J’ai appelé, cette saison, des chorégraphes très différents. En avril, je fais venir Christopher Wheeldon, que je connais depuis très longtemps. Il est plus académique, mais je ressens un besoin de revenir à quelque chose de plus académique. Je trouve toujours la danse contemporaine intéressante mais elle m’épuise un peu dans ses propositions qui ne sont pas particulièrement surprenantes. Wheeldon est dans un travail de danse pure, qui met en avant les spécificités d’un danseur et de sa technique qui le rend hors du commun.
"Un besoin de revenir à plus d'académisme"
Selon vous, la création contemporaine ne rend pas justice à toute la technicité qui fait la virtuosité d’un danseur?
Il existe une telle accessibilité à ce qui se fait partout que les gens ne mesurent pas à quel point ils s’auto-influencent dans une esthétique commune. Et cette esthétique commune fait que trouver des individualités marquantes avec une identité propre devient de plus en plus rare. Le mouvement général prend le dessus et tout le monde fait un peu le même genre d’esthétique. La danse contemporaine est un peu tombée dans ce piège.

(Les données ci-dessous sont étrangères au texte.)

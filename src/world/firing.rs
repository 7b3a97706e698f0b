//! Fire resolution and the player's input surface.
//!
//! A shot runs in three traces' worth of steps: the crosshair ray from the
//! camera (perturbed by spread), the muzzle ray toward wherever that landed,
//! then bullet-hit routing for whatever the muzzle ray struck. Bows skip the
//! muzzle trace and launch a projectile instead.

use bevy::math::{Vec2, Vec3};
use tracing::trace;

use crate::actors::ActorId;
use crate::capabilities::{HitResult, ParticleKind, Presentation, RayTracer};
use crate::constants::*;
use crate::damage::ShotProfile;
use crate::player::{FireStart, ShotPlan};
use crate::timers::TimerPurpose;
use crate::weapon::spread::random_point_in_circle;
use crate::weapon::{AmmoType, FireMode};

use super::{Actor, CombatWorld, Projectile};

impl<P: Presentation> CombatWorld<P> {
    // =========================================================================
    // Trigger
    // =========================================================================

    pub fn press_fire(&mut self, player: ActorId, tracer: &dyn RayTracer) -> bool {
        let held = self.with_player(player, |p, _| {
            if p.input_enabled() {
                p.fire_held = true;
            }
            p.fire_held
        });
        held == Some(true) && self.fire(player, tracer)
    }

    pub fn release_fire(&mut self, player: ActorId) {
        self.with_player(player, |p, _| p.fire_held = false);
    }

    /// Fire one round. Returns true if a shot actually left the weapon.
    pub fn fire(&mut self, player: ActorId, tracer: &dyn RayTracer) -> bool {
        let Some(FireStart::Shot(plan)) = self.with_player(player, |p, ctx| p.begin_fire(player, ctx))
        else {
            return false;
        };
        let direction = self.spread_direction(&plan);
        let blocks = |id: ActorId, actor: &Actor| id != player && actor.collision_enabled();
        let beam_end =
            match self.trace_filtered(tracer, plan.eye, direction, CROSSHAIR_TRACE_DISTANCE, blocks) {
                Some(hit) => hit.location,
                None => plan.eye + direction * CROSSHAIR_TRACE_DISTANCE,
            };
        self.presentation
            .spawn_particles_at(plan.muzzle, ParticleKind::Muzzle);

        let to_target = beam_end - plan.muzzle;
        match plan.mode {
            FireMode::HitScan => {
                let reach = to_target.length() * MUZZLE_TRACE_EXTENSION;
                match self.trace_filtered(tracer, plan.muzzle, to_target, reach, blocks) {
                    Some(hit) => self.route_bullet_hit(&hit, plan.profile, Some(player)),
                    None => trace!(?player, "shot hit nothing"),
                }
            }
            FireMode::Projectile => {
                self.spawn_projectile(player, plan.profile, plan.muzzle, to_target, tracer);
            }
        }
        true
    }

    /// First hit along the ray whose actor `blocks` accepts. Hits on anything
    /// else are stepped past and the trace resumes with the remaining length.
    /// Hits on static geometry or unknown actors always block.
    fn trace_filtered(
        &self,
        tracer: &dyn RayTracer,
        origin: Vec3,
        direction: Vec3,
        max_distance: f32,
        blocks: impl Fn(ActorId, &Actor) -> bool,
    ) -> Option<HitResult> {
        let direction = direction.normalize_or_zero();
        let mut from = origin;
        let mut remaining = max_distance;
        for _ in 0..MAX_TRACE_PASSES {
            let hit = tracer.trace_ray(from, direction, remaining)?;
            let passable = hit
                .actor
                .and_then(|id| self.actors.get(id).map(|actor| !blocks(id, actor)))
                .unwrap_or(false);
            if !passable {
                return Some(hit);
            }
            let step = (hit.location - from).dot(direction).max(0.0) + TRACE_SKIP_DISTANCE;
            remaining -= step;
            if remaining <= 0.0 {
                return None;
            }
            from += direction * step;
        }
        None
    }

    /// Crosshair ray direction with a random offset at the trace distance.
    fn spread_direction(&mut self, plan: &ShotPlan) -> Vec3 {
        if plan.direction == Vec3::ZERO {
            return Vec3::ZERO;
        }
        let offset: Vec2 = random_point_in_circle(plan.spread_radius, &mut self.rng);
        let (right, up) = plan.direction.any_orthonormal_pair();
        let end = plan.direction * CROSSHAIR_TRACE_DISTANCE + right * offset.x + up * offset.y;
        end.normalize_or_zero()
    }

    // =========================================================================
    // Projectiles
    // =========================================================================

    /// Launch an arrow. Anything overlapping it at the muzzle is struck at once,
    /// in which case the returned handle is already stale.
    pub fn spawn_projectile(
        &mut self,
        owner: ActorId,
        profile: ShotProfile,
        position: Vec3,
        direction: Vec3,
        tracer: &dyn RayTracer,
    ) -> ActorId {
        let projectile = Projectile::new(owner, profile, position, direction);
        let id = self.insert(Actor::Projectile(projectile));
        self.timers
            .schedule(id, TimerPurpose::Expire, PROJECTILE_LIFESPAN);
        self.sweep_projectile(id, PROJECTILE_SPAWN_SWEEP, tracer, false);
        id
    }

    /// Sweep every projectile along this tick's segment and resolve the first hit.
    pub(super) fn advance_projectiles(&mut self, dt: f32, tracer: &dyn RayTracer) {
        let in_flight: Vec<(ActorId, f32)> = self
            .actors
            .iter()
            .filter_map(|(id, actor)| match actor {
                Actor::Projectile(p) => Some((id, p.sweep(dt).1)),
                _ => None,
            })
            .collect();

        for (id, length) in in_flight {
            self.sweep_projectile(id, length, tracer, true);
        }
    }

    /// Trace `length` ahead of a projectile, skipping its owner, other projectiles
    /// and dead characters. A hit is resolved and consumes the projectile; a miss
    /// moves it forward when `advance` is set. Returns true on a hit.
    fn sweep_projectile(
        &mut self,
        id: ActorId,
        length: f32,
        tracer: &dyn RayTracer,
        advance: bool,
    ) -> bool {
        let projectile = match self.actors.get(id) {
            Some(Actor::Projectile(p)) => *p,
            _ => return false,
        };
        let direction = projectile.velocity.normalize_or_zero();
        let owner = projectile.owner;
        let hit = self.trace_filtered(tracer, projectile.position, direction, length, |other, actor| {
            other != owner && actor.collision_enabled() && !matches!(actor, Actor::Projectile(_))
        });
        match hit {
            Some(hit) => {
                self.route_bullet_hit(&hit, projectile.profile, Some(owner));
                self.despawn(id);
                true
            }
            None => {
                if advance {
                    if let Some(Actor::Projectile(p)) = self.actors.get_mut(id) {
                        p.position += direction * length;
                    }
                }
                false
            }
        }
    }

    // =========================================================================
    // Player input
    // =========================================================================

    pub fn reload(&mut self, player: ActorId) -> bool {
        self.with_player(player, |p, ctx| p.start_reload(player, ctx))
            .unwrap_or(false)
    }

    /// Reload montage finished early; chains into the next shot if the trigger is held.
    pub fn finish_reload(&mut self, player: ActorId, tracer: &dyn RayTracer) {
        if self.with_player(player, |p, ctx| p.finish_reload(player, ctx)) == Some(true) {
            self.fire(player, tracer);
        }
    }

    pub fn dodge(&mut self, player: ActorId) -> bool {
        self.with_player(player, |p, ctx| p.dodge(player, ctx))
            .unwrap_or(false)
    }

    pub fn finish_dodge(&mut self, player: ActorId) {
        self.with_player(player, |p, ctx| p.finish_dodge(player, ctx));
    }

    pub fn toggle_sprint(&mut self, player: ActorId) -> bool {
        self.with_player(player, |p, ctx| p.toggle_sprint(player, ctx))
            .unwrap_or(false)
    }

    pub fn set_move_input(&mut self, player: ActorId, input: Vec2) {
        self.with_player(player, |p, ctx| p.set_move_input(player, input, ctx));
    }

    pub fn set_aiming(&mut self, player: ActorId, aiming: bool) {
        self.with_player(player, |p, _| p.set_aiming(aiming));
    }

    pub fn set_falling(&mut self, player: ActorId, falling: bool) {
        self.with_player(player, |p, _| p.falling = falling);
    }

    pub fn set_aim_direction(&mut self, player: ActorId, direction: Vec3) {
        self.with_player(player, |p, _| p.aim_direction = direction);
    }

    pub fn switch_to_slot(&mut self, player: ActorId, slot: usize) -> bool {
        self.with_player(player, |p, ctx| p.switch_to_slot(player, slot, ctx))
            .unwrap_or(false)
    }

    pub fn next_weapon(&mut self, player: ActorId) -> bool {
        self.with_player(player, |p, ctx| p.next_weapon(player, ctx))
            .unwrap_or(false)
    }

    /// Equip montage grab notify.
    pub fn grab_weapon(&mut self, player: ActorId) -> Option<(usize, usize)> {
        self.with_player(player, |p, ctx| p.grab_weapon(player, ctx))
            .flatten()
    }

    pub fn finish_equipping(&mut self, player: ActorId) {
        self.with_player(player, |p, ctx| p.finish_equipping(player, ctx));
    }

    pub fn pickup_ammo(&mut self, player: ActorId, ammo_type: AmmoType, amount: u32) {
        self.with_player(player, |p, ctx| p.pickup_ammo(player, ammo_type, amount, ctx));
    }
}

Vous vous inscrivez à contre-courant?
Un exemple, j’invite au printemps Sharon Eyal, chorégraphe emblématique de la danse contemporaine à qui j’ai demandé de faire un ballet sur pointes, ce qui n’est pas sa particularité. Je suis épuisé d’avoir des chorégraphes qui avec cet outil qu’est la compagnie, proposent un travail qu’ils feraient avec leurs danseurs. Pour enrichir le répertoire de compagnies comme les nôtres, il faut que les chorégraphes invités, avec leur idée novatrice sur la danse, se préoccupent de savoir comment on arrive à faire des choses originales, pour garder vivants les danseurs de formation académique dans un monde où on aurait tendance à vouloir les effacer. Je défends profondément l’élitisme de l’outil, de la technique, de ces danseurs qui sont des athlètes de haut niveau. Même si évidemment, au final, l’œuvre ne doit pas élitiste, et s’ouvrir au plus grand nombre.